Tom Standage’s A History of the World in 6 Glasses gives a light, high-level history of six beverages that all had an impact on human history or development. I’m a big fan of four of them – beer, distilled spirits, coffee, and tea – and won’t turn down the fifth, wine. Only the last of the six Standage covers, Coca-Cola, seems out of place, both based on my personal tastes (I’ll only drink it if I have a headache and can’t have more coffee) and on its status as a thoroughly artifical beverage protected by trade secrets.
Standage has to stretch on occasion to make some of his historical connections, but in general he’s treading on safe ground, especially with beer and liquor, because their development or discovery had substantial economic impacts on the societies that consumed them. Beer was originally both a natural byproduct of grain storage and a safer alternative to water in an era when bacterial contamination was not understood; liquor, notably rum, drove international trade routes, agricultural production in the Caribbean and Latin America, and the slave trade with native kingdoms in western Africa. Wine was an essential part of the symposion, the Greek ancestor of the cocktail party, where great discussions took place in an atmosphere of convivial drinking … and probably excessive drinking, too, although Plato seems to have left that part out of his Dialogues.

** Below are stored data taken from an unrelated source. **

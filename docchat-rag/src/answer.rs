//! Retrieval-augmented answering orchestrator.
//!
//! [`AnswerPipeline::answer`] embeds the question, retrieves the closest
//! chunks of one document, stuffs them into a single prompt and asks the
//! completion model. Two outcomes are successful but degraded:
//!
//! - no matches: a fixed apology is returned and the model is never called;
//! - the model answers with [`UNKNOWN_ANSWER_SENTINEL`]: the answer is kept
//!   but its sources are dropped, since they were not relevant enough to cite.

use std::sync::Arc;

use tracing::{debug, error, info};

use crate::completion::{CompletionModel, UNKNOWN_ANSWER_SENTINEL, stuff_prompt};
use crate::config::RagConfig;
use crate::document::{Answer, DocumentFilter, QueryMatch, Source};
use crate::embedding::EmbeddingProvider;
use crate::error::{RagError, Result};
use crate::vectorstore::VectorIndex;

/// Returned when the index has no chunks for the requested document.
pub const NO_MATCHES_ANSWER: &str = "Sorry, I don't know the answer to that question.";

/// The answering orchestrator. Construct one via [`AnswerPipeline::builder()`].
pub struct AnswerPipeline {
    config: RagConfig,
    embedding_provider: Arc<dyn EmbeddingProvider>,
    vector_index: Arc<dyn VectorIndex>,
    completion_model: Arc<dyn CompletionModel>,
}

impl AnswerPipeline {
    /// Create a new [`AnswerPipelineBuilder`].
    pub fn builder() -> AnswerPipelineBuilder {
        AnswerPipelineBuilder::default()
    }

    /// Return a reference to the pipeline configuration.
    pub fn config(&self) -> &RagConfig {
        &self.config
    }

    /// Answer `question` using only chunks of `document_name`.
    ///
    /// # Errors
    ///
    /// Embedding, index-query and completion failures propagate unchanged.
    pub async fn answer(&self, question: &str, document_name: &str) -> Result<Answer> {
        let query_embedding = self.embedding_provider.embed(question).await.inspect_err(|e| {
            error!(document.name = document_name, error = %e, "question embedding failed");
        })?;

        let filter = DocumentFilter::new(document_name);
        let matches = self
            .vector_index
            .query(&query_embedding, self.config.top_k, &filter)
            .await
            .inspect_err(|e| {
                error!(document.name = document_name, error = %e, "vector index query failed");
            })?;

        if matches.is_empty() {
            info!(document.name = document_name, "no matches, skipping completion");
            return Ok(Answer { result: NO_MATCHES_ANSWER.to_string(), sources: Vec::new() });
        }

        let context = concatenate_context(&matches);
        debug!(
            document.name = document_name,
            match_count = matches.len(),
            context_len = context.len(),
            model = self.completion_model.name(),
            "requesting answer"
        );

        let prompt = stuff_prompt(&context, question);
        let result = self.completion_model.complete(&prompt).await.inspect_err(|e| {
            error!(document.name = document_name, error = %e, "completion failed");
        })?;

        if is_unknown_answer(&result) {
            info!(
                document.name = document_name,
                match_count = matches.len(),
                "model did not know the answer, dropping sources"
            );
            return Ok(Answer { result, sources: Vec::new() });
        }

        info!(document.name = document_name, source_count = matches.len(), "answered question");
        Ok(Answer { result, sources: matches.into_iter().map(Source::from).collect() })
    }
}

/// Join chunk contents in index order with no separator.
fn concatenate_context(matches: &[QueryMatch]) -> String {
    matches.iter().map(|m| m.metadata.content.as_str()).collect()
}

/// Whether the trimmed model output is exactly the sentinel phrase.
pub fn is_unknown_answer(result: &str) -> bool {
    result.trim() == UNKNOWN_ANSWER_SENTINEL
}

/// Builder for constructing an [`AnswerPipeline`].
///
/// `config` defaults to [`RagConfig::default`]; the remaining fields are
/// required.
#[derive(Default)]
pub struct AnswerPipelineBuilder {
    config: Option<RagConfig>,
    embedding_provider: Option<Arc<dyn EmbeddingProvider>>,
    vector_index: Option<Arc<dyn VectorIndex>>,
    completion_model: Option<Arc<dyn CompletionModel>>,
}

impl AnswerPipelineBuilder {
    /// Set the pipeline configuration.
    pub fn config(mut self, config: RagConfig) -> Self {
        self.config = Some(config);
        self
    }

    /// Set the embedding provider used for questions.
    pub fn embedding_provider(mut self, provider: Arc<dyn EmbeddingProvider>) -> Self {
        self.embedding_provider = Some(provider);
        self
    }

    /// Set the vector index backend.
    pub fn vector_index(mut self, index: Arc<dyn VectorIndex>) -> Self {
        self.vector_index = Some(index);
        self
    }

    /// Set the completion model.
    pub fn completion_model(mut self, model: Arc<dyn CompletionModel>) -> Self {
        self.completion_model = Some(model);
        self
    }

    /// Build the [`AnswerPipeline`].
    ///
    /// # Errors
    ///
    /// Returns [`RagError::Config`] if a required field is missing or the
    /// configuration is invalid.
    pub fn build(self) -> Result<AnswerPipeline> {
        let config = self.config.unwrap_or_default();
        config.validate()?;
        let embedding_provider = self
            .embedding_provider
            .ok_or_else(|| RagError::Config("embedding_provider is required".to_string()))?;
        let vector_index = self
            .vector_index
            .ok_or_else(|| RagError::Config("vector_index is required".to_string()))?;
        let completion_model = self
            .completion_model
            .ok_or_else(|| RagError::Config("completion_model is required".to_string()))?;

        Ok(AnswerPipeline { config, embedding_provider, vector_index, completion_model })
    }
}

Standage connects coffee to the academic cafe culture of western Europe, particularly London, in the seventeenth and eighteenth centuries; the coffee was bad, prepared in large pots in advance and reheated to order, but these cafes, each of which was devoted to a specific subject or area, hosted conversations that led to great advances in areas from science to philosophy. Tea, like coffee, brought medical benefits, especially since water had to be boiled to make the beverage, and became the drink of choice in England in the eighteenth and nineteenth centuries, a shift that led to the British colonization and development of India (for their own purposes, of course, and only after they’d wiped out the subcontinent’s native textile industry) … as well as playing a role in our own revolution against the crown.

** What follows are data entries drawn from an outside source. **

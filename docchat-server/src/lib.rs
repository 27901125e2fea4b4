//! `docchat-server` exposes document upload and question answering over HTTP.
//! The pipelines themselves live in `docchat-rag`.

pub mod config;
pub mod protocol;
pub mod server;

pub use config::ServiceConfig;
pub use server::{AppState, app_router, bind_listener, run_server};
//! Document ingestion orchestrator.
//!
//! The [`IngestionPipeline`] turns a [`Document`] into vector records by
//! composing a [`Chunker`], an [`EmbeddingProvider`] and a [`VectorIndex`]:
//! chunk → embed (one batch call) → build records → upsert in bounded
//! batches.
//!
//! # Example
//!
//! ```rust,ignore
//! use docchat_rag::{Document, IngestionPipeline, InMemoryVectorIndex, RagConfig, RecursiveChunker};
//!
//! let config = RagConfig::default();
//! let pipeline = IngestionPipeline::builder()
//!     .chunker(Arc::new(RecursiveChunker::from_config(&config)))
//!     .config(config)
//!     .embedding_provider(Arc::new(my_embedder))
//!     .vector_index(Arc::new(InMemoryVectorIndex::new()))
//!     .build()?;
//!
//! let report = pipeline.ingest(&Document::new("doc1", text)).await?;
//! ```

use std::sync::Arc;

use serde::{Deserialize, Serialize};
use tracing::{debug, error, info};

use crate::chunking::Chunker;
use crate::config::RagConfig;
use crate::document::{Document, VectorRecord};
use crate::embedding::EmbeddingProvider;
use crate::error::{RagError, Result};
use crate::vectorstore::VectorIndex;

/// Progress accounting for one ingested document.
#[derive(Debug, Clone, Serialize, Deserialize, PartialEq, Eq)]
pub struct IngestReport {
    /// The ingested document's name.
    pub document_name: String,
    /// Number of chunks (and records) written.
    pub chunk_count: usize,
    /// Number of upsert calls made.
    pub batch_count: usize,
}

/// The ingestion orchestrator.
///
/// Embedding finishes completely before the first write, and batches are
/// flushed strictly in chunk order. Any failure aborts the remaining work;
/// batches already written stay in the index, and re-ingesting the same
/// document overwrites them because record ids are deterministic.
///
/// Concurrent ingestion of the same document name is not coordinated: the
/// last writer wins per record id.
pub struct IngestionPipeline {
    config: RagConfig,
    chunker: Arc<dyn Chunker>,
    embedding_provider: Arc<dyn EmbeddingProvider>,
    vector_index: Arc<dyn VectorIndex>,
}

impl IngestionPipeline {
    /// Create a new [`IngestionPipelineBuilder`].
    pub fn builder() -> IngestionPipelineBuilder {
        IngestionPipelineBuilder::default()
    }

    /// Return a reference to the pipeline configuration.
    pub fn config(&self) -> &RagConfig {
        &self.config
    }

    /// Ingest a document: chunk → embed → upsert in batches.
    ///
    /// Empty text produces no chunks and makes no remote calls.
    ///
    /// # Errors
    ///
    /// Returns [`RagError::InvalidRecord`] for an empty document name, and
    /// propagates embedding and index-write failures unchanged.
    pub async fn ingest(&self, document: &Document) -> Result<IngestReport> {
        if document.name.is_empty() {
            return Err(RagError::InvalidRecord("document name must not be empty".to_string()));
        }

        // 1. Chunk the document
        let chunks = self.chunker.chunk(&document.text);
        let total = chunks.len();
        if chunks.is_empty() {
            info!(document.name = %document.name, chunk_count = 0, "ingested document (empty)");
            return Ok(IngestReport {
                document_name: document.name.clone(),
                chunk_count: 0,
                batch_count: 0,
            });
        }

        // 2. Embed every chunk in one batch call
        let texts: Vec<&str> = chunks.iter().map(|c| c.content.as_str()).collect();
        let embeddings = self.embedding_provider.embed_batch(&texts).await.inspect_err(|e| {
            error!(document.name = %document.name, error = %e, "embedding failed during ingestion");
        })?;
        if embeddings.len() != total {
            return Err(RagError::Embedding {
                provider: "pipeline".to_string(),
                message: format!("expected {total} embeddings, got {}", embeddings.len()),
                retryable: false,
            });
        }

        // 3. Build one record per chunk
        let mut records = Vec::with_capacity(total);
        for (chunk, embedding) in chunks.iter().zip(embeddings) {
            records.push(VectorRecord::new(&document.name, chunk, embedding)?);
            debug!(document.name = %document.name, index = chunk.index, total, "prepared vector record");
        }

        // 4. Flush in order, never more than `upsert_batch_size` records at once
        let mut batch_count = 0;
        for (batch, records) in records.chunks(self.config.upsert_batch_size).enumerate() {
            self.vector_index.upsert(records).await.inspect_err(|e| {
                error!(
                    document.name = %document.name,
                    batch,
                    error = %e,
                    "upsert failed during ingestion"
                );
            })?;
            batch_count += 1;
            debug!(document.name = %document.name, batch, size = records.len(), "flushed batch");
        }

        info!(document.name = %document.name, chunk_count = total, batch_count, "ingested document");

        Ok(IngestReport { document_name: document.name.clone(), chunk_count: total, batch_count })
    }

    /// Replace a document: delete all of its records, then ingest it again.
    ///
    /// Use this when the text or chunking changed, so stale records with
    /// higher chunk indices do not survive.
    ///
    /// # Errors
    ///
    /// Propagates the delete failure, or any failure from [`ingest`](Self::ingest).
    pub async fn reingest(&self, document: &Document) -> Result<IngestReport> {
        self.vector_index.delete_document(&document.name).await.inspect_err(|e| {
            error!(document.name = %document.name, error = %e, "failed to delete document");
        })?;
        self.ingest(document).await
    }
}

/// Builder for constructing an [`IngestionPipeline`].
///
/// `config` defaults to [`RagConfig::default`]; the remaining fields are
/// required.
#[derive(Default)]
pub struct IngestionPipelineBuilder {
    config: Option<RagConfig>,
    chunker: Option<Arc<dyn Chunker>>,
    embedding_provider: Option<Arc<dyn EmbeddingProvider>>,
    vector_index: Option<Arc<dyn VectorIndex>>,
}

impl IngestionPipelineBuilder {
    /// Set the pipeline configuration.
    pub fn config(mut self, config: RagConfig) -> Self {
        self.config = Some(config);
        self
    }

    /// Set the document chunker.
    pub fn chunker(mut self, chunker: Arc<dyn Chunker>) -> Self {
        self.chunker = Some(chunker);
        self
    }

    /// Set the embedding provider.
    pub fn embedding_provider(mut self, provider: Arc<dyn EmbeddingProvider>) -> Self {
        self.embedding_provider = Some(provider);
        self
    }

    /// Set the vector index backend.
    pub fn vector_index(mut self, index: Arc<dyn VectorIndex>) -> Self {
        self.vector_index = Some(index);
        self
    }

    /// Build the [`IngestionPipeline`].
    ///
    /// # Errors
    ///
    /// Returns [`RagError::Config`] if a required field is missing or the
    /// configuration is invalid.
    pub fn build(self) -> Result<IngestionPipeline> {
        let config = self.config.unwrap_or_default();
        config.validate()?;
        let chunker =
            self.chunker.ok_or_else(|| RagError::Config("chunker is required".to_string()))?;
        let embedding_provider = self
            .embedding_provider
            .ok_or_else(|| RagError::Config("embedding_provider is required".to_string()))?;
        let vector_index = self
            .vector_index
            .ok_or_else(|| RagError::Config("vector_index is required".to_string()))?;

        Ok(IngestionPipeline { config, chunker, embedding_provider, vector_index })
    }
}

Where Standage lost the plot a little was with his shift to an overtly commercial product, Coca-Cola, which was the product of a handful of accidents and experiments and did, as the legend has it, once contain cocaine – the name comes from its onetime use of both the coca plant and the kola nut (a natural source of caffeine) as flavoring agents. The Coca-Cola company did play a role in the post-World War II trend of globalization, but its role was hardly as essential or as organic as those of the other five beverages in the book, and unlike the other drinks Standage covers, cola has no redeeming health qualities and is unhealthful even in small quantities.

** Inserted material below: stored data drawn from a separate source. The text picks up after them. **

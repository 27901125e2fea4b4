//! Environment-driven service configuration.

use std::time::Duration;

use docchat_rag::{RagError, Result, RetryPolicy};

/// Default request body limit: 10 MiB.
pub const DEFAULT_MAX_BODY_BYTES: usize = 10 * 1024 * 1024;

const DEFAULT_HOST: &str = "127.0.0.1";
const DEFAULT_PORT: u16 = 3000;
const DEFAULT_EMBEDDING_DIMENSIONS: usize = 1536;

/// Everything the server binary needs to bind and to reach its backends.
#[derive(Clone, Debug)]
pub struct ServiceConfig {
    /// An IP address or a host name to resolve.
    pub host: String,
    pub port: u16,
    pub max_body_bytes: usize,
    pub openai_api_key: String,
    /// Overrides the provider's default embedding model.
    pub embedding_model: Option<String>,
    pub embedding_dimensions: usize,
    /// Overrides the default completion model.
    pub completion_model: Option<String>,
    pub pinecone_api_key: String,
    pub pinecone_index_host: String,
    pub pinecone_namespace: Option<String>,
    /// Time limit for one call to any remote backend.
    pub request_timeout: Duration,
    pub max_retries: u32,
}

impl ServiceConfig {
    /// Read the configuration from process environment variables.
    ///
    /// # Errors
    ///
    /// Returns [`RagError::Config`] if a required key is missing or a numeric
    /// value does not parse.
    pub fn from_env() -> Result<Self> {
        Self::from_lookup(|key| std::env::var(key).ok())
    }

    /// Read the configuration through an arbitrary key lookup.
    pub fn from_lookup(lookup: impl Fn(&str) -> Option<String>) -> Result<Self> {
        let optional = |key: &str| lookup(key).filter(|value| !value.trim().is_empty());
        let required = |key: &str| {
            optional(key).ok_or_else(|| RagError::Config(format!("{key} must be set")))
        };
        let defaults = RetryPolicy::default();

        Ok(Self {
            host: optional("DOCCHAT_HOST").unwrap_or_else(|| DEFAULT_HOST.to_string()),
            port: parse_or(optional("DOCCHAT_PORT"), "DOCCHAT_PORT", DEFAULT_PORT)?,
            max_body_bytes: parse_or(
                optional("DOCCHAT_MAX_BODY_BYTES"),
                "DOCCHAT_MAX_BODY_BYTES",
                DEFAULT_MAX_BODY_BYTES,
            )?,
            openai_api_key: required("OPENAI_API_KEY")?,
            embedding_model: optional("OPENAI_EMBEDDING_MODEL"),
            embedding_dimensions: parse_or(
                optional("OPENAI_EMBEDDING_DIMENSIONS"),
                "OPENAI_EMBEDDING_DIMENSIONS",
                DEFAULT_EMBEDDING_DIMENSIONS,
            )?,
            completion_model: optional("OPENAI_COMPLETION_MODEL"),
            pinecone_api_key: required("PINECONE_API_KEY")?,
            pinecone_index_host: required("PINECONE_INDEX_HOST")?,
            pinecone_namespace: optional("PINECONE_NAMESPACE"),
            request_timeout: Duration::from_secs(parse_or(
                optional("DOCCHAT_REQUEST_TIMEOUT_SECS"),
                "DOCCHAT_REQUEST_TIMEOUT_SECS",
                defaults.timeout.as_secs(),
            )?),
            max_retries: parse_or(
                optional("DOCCHAT_MAX_RETRIES"),
                "DOCCHAT_MAX_RETRIES",
                defaults.max_retries,
            )?,
        })
    }

    /// The retry policy applied to every remote backend.
    pub fn retry_policy(&self) -> RetryPolicy {
        RetryPolicy {
            max_retries: self.max_retries,
            timeout: self.request_timeout,
            ..RetryPolicy::default()
        }
    }
}

fn parse_or<T: std::str::FromStr>(value: Option<String>, key: &str, default: T) -> Result<T>
where
    T::Err: std::fmt::Display,
{
    match value {
        Some(raw) => raw
            .trim()
            .parse()
            .map_err(|e| RagError::Config(format!("{key} has an invalid value '{raw}': {e}"))),
        None => Ok(default),
    }
}
//! Error types for the `docchat-rag` crate.

use thiserror::Error;

/// Errors that can occur while ingesting documents or answering questions.
///
/// Every external collaborator maps its failures (transport, auth, rate
/// limits, malformed responses, timeouts) onto exactly one of the first four
/// variants, and decides there whether the failure is transient. Callers that
/// only need a coarse classification can use [`RagError::kind`].
#[derive(Debug, Error)]
pub enum RagError {
    /// The embedding service failed or returned an unusable response.
    #[error("Embedding error ({provider}): {message}")]
    Embedding {
        /// The embedding provider that produced the error.
        provider: String,
        /// A description of the failure.
        message: String,
        /// Whether repeating the call may succeed.
        retryable: bool,
    },

    /// Writing records to the vector index failed.
    #[error("Index write error ({backend}): {message}")]
    IndexWrite {
        /// The vector index backend that produced the error.
        backend: String,
        /// A description of the failure.
        message: String,
        /// Whether repeating the call may succeed.
        retryable: bool,
    },

    /// Querying the vector index failed.
    #[error("Index query error ({backend}): {message}")]
    IndexQuery {
        /// The vector index backend that produced the error.
        backend: String,
        /// A description of the failure.
        message: String,
        /// Whether repeating the call may succeed.
        retryable: bool,
    },

    /// The completion model failed or returned an unusable response.
    #[error("Completion error ({provider}): {message}")]
    Completion {
        /// The completion provider that produced the error.
        provider: String,
        /// A description of the failure.
        message: String,
        /// Whether repeating the call may succeed.
        retryable: bool,
    },

    /// A vector record failed validation before being written.
    #[error("Invalid vector record: {0}")]
    InvalidRecord(String),

    /// A configuration validation error.
    #[error("Configuration error: {0}")]
    Config(String),
}

impl RagError {
    /// A short, stable label for the failure kind.
    pub fn kind(&self) -> &'static str {
        match self {
            Self::Embedding { .. } => "embedding",
            Self::IndexWrite { .. } => "index_write",
            Self::IndexQuery { .. } => "index_query",
            Self::Completion { .. } => "completion",
            Self::InvalidRecord(_) => "invalid_record",
            Self::Config(_) => "config",
        }
    }

    /// Whether a failed call may succeed if repeated.
    ///
    /// Backend failures carry the flag chosen where they were raised;
    /// validation and configuration errors are always permanent.
    pub fn is_retryable(&self) -> bool {
        match self {
            Self::Embedding { retryable, .. }
            | Self::IndexWrite { retryable, .. }
            | Self::IndexQuery { retryable, .. }
            | Self::Completion { retryable, .. } => *retryable,
            Self::InvalidRecord(_) | Self::Config(_) => false,
        }
    }
}

/// Whether an HTTP error status is worth another attempt.
///
/// Rate limits and server errors are transient; any other client error will
/// fail the same way again.
#[cfg(any(feature = "openai", feature = "pinecone"))]
pub(crate) fn is_transient_status(status: reqwest::StatusCode) -> bool {
    status == reqwest::StatusCode::TOO_MANY_REQUESTS || status.is_server_error()
}

/// A convenience result type for RAG operations.
pub type Result<T> = std::result::Result<T, RagError>;
//! # docchat-rag
//!
//! Retrieval-augmented question answering over uploaded text documents.
//!
//! Two flows share an [`EmbeddingProvider`] and a [`VectorIndex`]:
//!
//! - **Ingestion** ([`IngestionPipeline`]): text → [`RecursiveChunker`] →
//!   one batch embedding call → [`VectorRecord`]s with ids
//!   `{document}_{index}` → upserts of at most `upsert_batch_size` records.
//! - **Answering** ([`AnswerPipeline`]): question → embedding → top-K
//!   matches filtered to one document → single "stuff" prompt →
//!   [`CompletionModel`] → [`Answer`] with cited sources.
//!
//! Remote collaborators can be wrapped in [`Resilient`] to get per-call
//! timeouts and bounded retries with exponential backoff.
//!
//! ## Features
//!
//! - `openai`: [`openai::OpenAIEmbeddingProvider`] and [`openai::OpenAICompletionModel`]
//! - `pinecone`: [`pinecone::PineconeIndex`]
//! - `full`: both of the above

pub mod answer;
pub mod chunking;
pub mod completion;
pub mod config;
pub mod document;
pub mod embedding;
pub mod error;
pub mod inmemory;
pub mod pipeline;
pub mod retry;
pub mod vectorstore;

#[cfg(feature = "openai")]
pub mod openai;

#[cfg(feature = "pinecone")]
pub mod pinecone;

pub use answer::{AnswerPipeline, AnswerPipelineBuilder, NO_MATCHES_ANSWER, is_unknown_answer};
pub use chunking::{Chunker, RecursiveChunker};
pub use completion::{CompletionModel, UNKNOWN_ANSWER_SENTINEL, stuff_prompt};
pub use config::{RagConfig, RagConfigBuilder};
pub use document::{
    Answer, Chunk, ChunkLocation, Document, DocumentFilter, LineRange, QueryMatch,
    RecordMetadata, Source, VectorRecord, record_id,
};
pub use embedding::{EmbeddingProvider, normalize_input};
pub use error::{RagError, Result};
pub use inmemory::InMemoryVectorIndex;
pub use pipeline::{IngestReport, IngestionPipeline, IngestionPipelineBuilder};
pub use retry::{Resilient, RetryPolicy};
pub use vectorstore::VectorIndex;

A History of the World in 6 Glasses concludes with a prediction, in Standage’s epilogue, that the next beverage to direct human history will be the first one: water, with the need for clean, reliable water supplies directing political strategies and conflicts over the next century. That could have earned a larger chapter, similar to the discussion of the topic in Empires of Food, as it’s going to be a significant issue all over the world, including in the southern half of the United States. I also wish Standage had spent some time discussing the chemistry of each beverage, or more details of its production; he focuses far more on the history aspect of each drink than the scientific or culinary angles. The idea of “notes” in different beverages, widely used in discussions of wine but popping up more and more in reviews of beers, coffees, and even chocolates, derives from the differing chemical composition of the raw materials, which is usually a function of the soil and temperature where those materials grow. Those specific characteristics help drive the higher ends of the markets for each product, which in turn represents a path for coffee and cocoa farmers (and perhaps farmers of other crops) in developing countries to earn an actual living from their work, the kind of economic development that Standage discusses in a historical context in his six primary sections.
Next up: I’m about a quarter of the way through Charles Dickens’ Bleak House. I’m not sure this lawsuit is ever going to be settled.
Great review! I read this book 8-ish years ago around when it came out, and remember having some of the same thoughts about Coca-Cola and water as you.